One would think that it would only be natural if browser developers would add an option to their browsers that would make it possible to check the hash of downloaded files as it would improve security significantly.
Firefox users can use the MD5 Hasher add-on to add the functionality to the browser.
Let me first explain why it could be important to check the hash algorithm of downloaded files. Many software developers and download portals add hash information to their downloads.
Those information clearly identify a file and you can compare the hash of the downloaded file with the hash on the website to make sure that it is legit and has not been tampered with.

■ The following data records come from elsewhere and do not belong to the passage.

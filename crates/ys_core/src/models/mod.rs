//! Roster data model
//!
//! This module contains the entities the advisor consumes:
//! - Player identity, two-field age and optional specialty
//! - The seven trainable skills and their observation states
//! - SkillSheet: one observation per trainable skill

pub mod player;
pub mod skill;

pub use player::{Age, Player, PlayerId, Specialty, DAYS_PER_YEAR, PROMOTION_AGE_YEARS};
pub use skill::{SkillKey, SkillObservation, SkillSheet};
//! Slot/skill topology
//!
//! Fixed lineup positions and the static mapping from each trainable
//! skill to the slots that train it. The per-session `SlotPlan` is a pure
//! function of the chosen primary/secondary skill pair.

pub mod slots;

pub use slots::{full_training_slots, half_training_slots, Slot, SlotPlan};
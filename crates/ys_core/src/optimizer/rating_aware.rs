use super::debug::LineupResult;
use super::fill::{build_lineup, FocusSlotRule};
use crate::error::{AdvisorError, Result};
use crate::lineup::{Slot, SlotPlan};
use crate::models::{Player, PlayerId, SkillKey};
use crate::ranking::TrainingPolicy;
use fxhash::FxHashMap;

/// Observed match-performance scores per (player, position), supplied by
/// the caller from past observation cycles. Sparse; missing entries mean
/// no observation.
#[derive(Debug, Clone, Default)]
pub struct PositionRatings {
    ratings: FxHashMap<(PlayerId, Slot), f32>,
}

impl PositionRatings {
    pub fn new() -> Self {
        Self::default()
    }

    pub fn insert(&mut self, player: PlayerId, slot: Slot, rating: f32) {
        self.ratings.insert((player, slot), rating);
    }

    pub fn get(&self, player: PlayerId, slot: Slot) -> Option<f32> {
        self.ratings.get(&(player, slot)).copied()
    }

    pub fn len(&self) -> usize {
        self.ratings.len()
    }

    pub fn is_empty(&self) -> bool {
        self.ratings.is_empty()
    }
}

/// Like [`super::optimize_for_focus`], but consults observed per-position
/// performance when skill ranks tie in the bench/fallback fill, and
/// refuses outright degenerate requests: an empty roster and a focus
/// player with no training headroom left both surface as errors here.
pub fn optimize_with_ratings(
    players: &[Player],
    focus_player_id: PlayerId,
    primary_skill: SkillKey,
    secondary_skill: SkillKey,
    auto_selected: bool,
    policy: &TrainingPolicy,
    ratings: &PositionRatings,
) -> Result<LineupResult> {
    if players.is_empty() {
        return Err(AdvisorError::EmptyRoster);
    }

    let focus = players
        .iter()
        .find(|p| p.id == focus_player_id)
        .ok_or(AdvisorError::InvalidFocusPlayer(focus_player_id))?;

    if focus.skills.get(primary_skill).is_exhausted() {
        return Err(AdvisorError::FocusAlreadyMaxed {
            player: focus_player_id,
            skill: primary_skill,
        });
    }

    let plan = SlotPlan::for_skills(primary_skill, secondary_skill);
    Ok(build_lineup(
        players,
        focus,
        &plan,
        auto_selected,
        policy,
        FocusSlotRule::BestCoverage,
        Some(ratings),
    ))
}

While it won't protect you if hackers managed to modify the file and the hash on the website to make it look legit, it helps against manipulations of files that are downloaded on the network level and could also be useful if you download the file from a third-party site and check the developers site to make sure it is legit.
MD5 Hasher makes use of the Firefox Download Manager which means that downloads have to appear in it because it is currently the only way to check the hash of the file.
MD5 Hasher can check a variety of hash algorithms including MD5, SHA1 and SHA512. Just make sure you pick the right one when comparing checksums as you get different results otherwise.
A right-click on a downloaded file and the selection of Check Digest opens the MD5 Hasher window that displays all checksums directly.
It's not as comfortable as it could be because of several reasons. A direct link to the feature of the add-on would be nice. It would also be great if the hashes would be displayed automatically and if previous downloads could be processed as well.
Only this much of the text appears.